In order to more clearly illustrate the technical solutions of the embodiments of the present invention, the drawings required in the embodiments will be briefly described below, it should be understood that the following drawings only illustrate some embodiments of the present invention and therefore should not be considered as limiting the scope, and those skilled in the art can also obtain other related drawings based on the drawings without inventive efforts.

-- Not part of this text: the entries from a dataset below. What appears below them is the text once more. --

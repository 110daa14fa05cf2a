//! Pipeline configuration.
//!
//! Loaded from JSON, first match wins:
//! 1. `--config FILE` on the command line
//! 2. `SEQLOAD_CONFIG` environment variable
//! 3. `<platform config dir>/seqload/seqload.json` (if it exists)
//! 4. Built-in defaults
//!
//! Missing fields fall back to their defaults, so a file may set only what it changes.

use std::path::{Path, PathBuf};
use std::time::Duration;

use log::{debug, info};
use serde::{Deserialize, Serialize};

use crate::core::workers::IdleMode;
use crate::error::PipelineError;

/// Environment variable naming a config file
pub const CONFIG_ENV: &str = "SEQLOAD_CONFIG";
const CONFIG_FILE: &str = "seqload.json";
const APP_DIR: &str = "seqload";

/// Worker idle strategy as written in config files
#[derive(Debug, Clone, Copy, PartialEq, Eq, Serialize, Deserialize, Default)]
#[serde(rename_all = "lowercase")]
pub enum IdleStrategy {
    /// Sleep `poll_interval_ms` between looks at the queue
    #[default]
    Poll,
    /// Block until new work is enqueued
    Wait,
}

#[derive(Debug, Clone, PartialEq, Serialize, Deserialize)]
#[serde(default)]
pub struct PipelineConfig {
    pub idle_mode: IdleStrategy,
    pub poll_interval_ms: u64,
    /// Skip sniffing and decode every still with the generic decoder
    pub force_generic: bool,
    /// Invalidate frames when their source file changes
    pub watch_files: bool,
    /// Retained entries before completed ones are evicted, 0 = unbounded
    pub cache_capacity: usize,
}

impl Default for PipelineConfig {
    fn default() -> Self {
        Self {
            idle_mode: IdleStrategy::Poll,
            poll_interval_ms: 10,
            force_generic: false,
            watch_files: true,
            cache_capacity: 0,
        }
    }
}

impl PipelineConfig {
    pub fn idle(&self) -> IdleMode {
        match self.idle_mode {
            IdleStrategy::Poll => IdleMode::Poll(Duration::from_millis(self.poll_interval_ms.max(1))),
            IdleStrategy::Wait => IdleMode::Wait,
        }
    }

    pub fn from_json(json: &str) -> Result<Self, PipelineError> {
        serde_json::from_str(json).map_err(|e| PipelineError::Config(e.to_string()))
    }

    pub fn from_file(path: &Path) -> Result<Self, PipelineError> {
        let json = std::fs::read_to_string(path)
            .map_err(|e| PipelineError::Config(format!("{}: {}", path.display(), e)))?;
        let config: Self = serde_json::from_str(&json)
            .map_err(|e| PipelineError::Config(format!("{}: {}", path.display(), e)))?;
        info!("Loaded config from {}", path.display());
        Ok(config)
    }

    /// Resolve and load the config file; an explicit path must exist
    pub fn load(explicit: Option<&Path>) -> Result<Self, PipelineError> {
        if let Some(path) = explicit {
            return Self::from_file(path);
        }
        if let Some(path) = std::env::var_os(CONFIG_ENV) {
            return Self::from_file(Path::new(&path));
        }
        match default_config_path() {
            Some(path) if path.is_file() => Self::from_file(&path),
            _ => {
                debug!("No config file, using defaults");
                Ok(Self::default())
            }
        }
    }

    pub fn to_json(&self) -> Result<String, PipelineError> {
        serde_json::to_string_pretty(self).map_err(|e| PipelineError::Config(e.to_string()))
    }
}

/// `<platform config dir>/seqload/seqload.json`
pub fn default_config_path() -> Option<PathBuf> {
    dirs_next::config_dir().map(|dir| dir.join(APP_DIR).join(CONFIG_FILE))
}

FIG. 1 is a schematic diagram of the system of the present invention;

FIG. 2 is a flow chart of the method of the present invention;

fig. 3 is a schematic diagram of a system in the prior art.

Detailed Description

The technical solutions in the embodiments of the present invention will be clearly and completely described below with reference to the drawings in the embodiments of the present invention, and it is obvious that the described embodiments are only a part of the embodiments of the present invention, and not all of the embodiments. The components of embodiments of the present invention generally described and illustrated in the figures herein may be arranged and designed in a wide variety of different configurations. Thus, the following detailed description of the embodiments of the present invention, presented in the figures, is not intended to limit the scope of the invention, as claimed, but is merely representative of selected embodiments of the invention. All other embodiments, which can be derived by a person skilled in the art from the embodiments of the present invention without making any creative effort, shall fall within the protection scope of the present invention.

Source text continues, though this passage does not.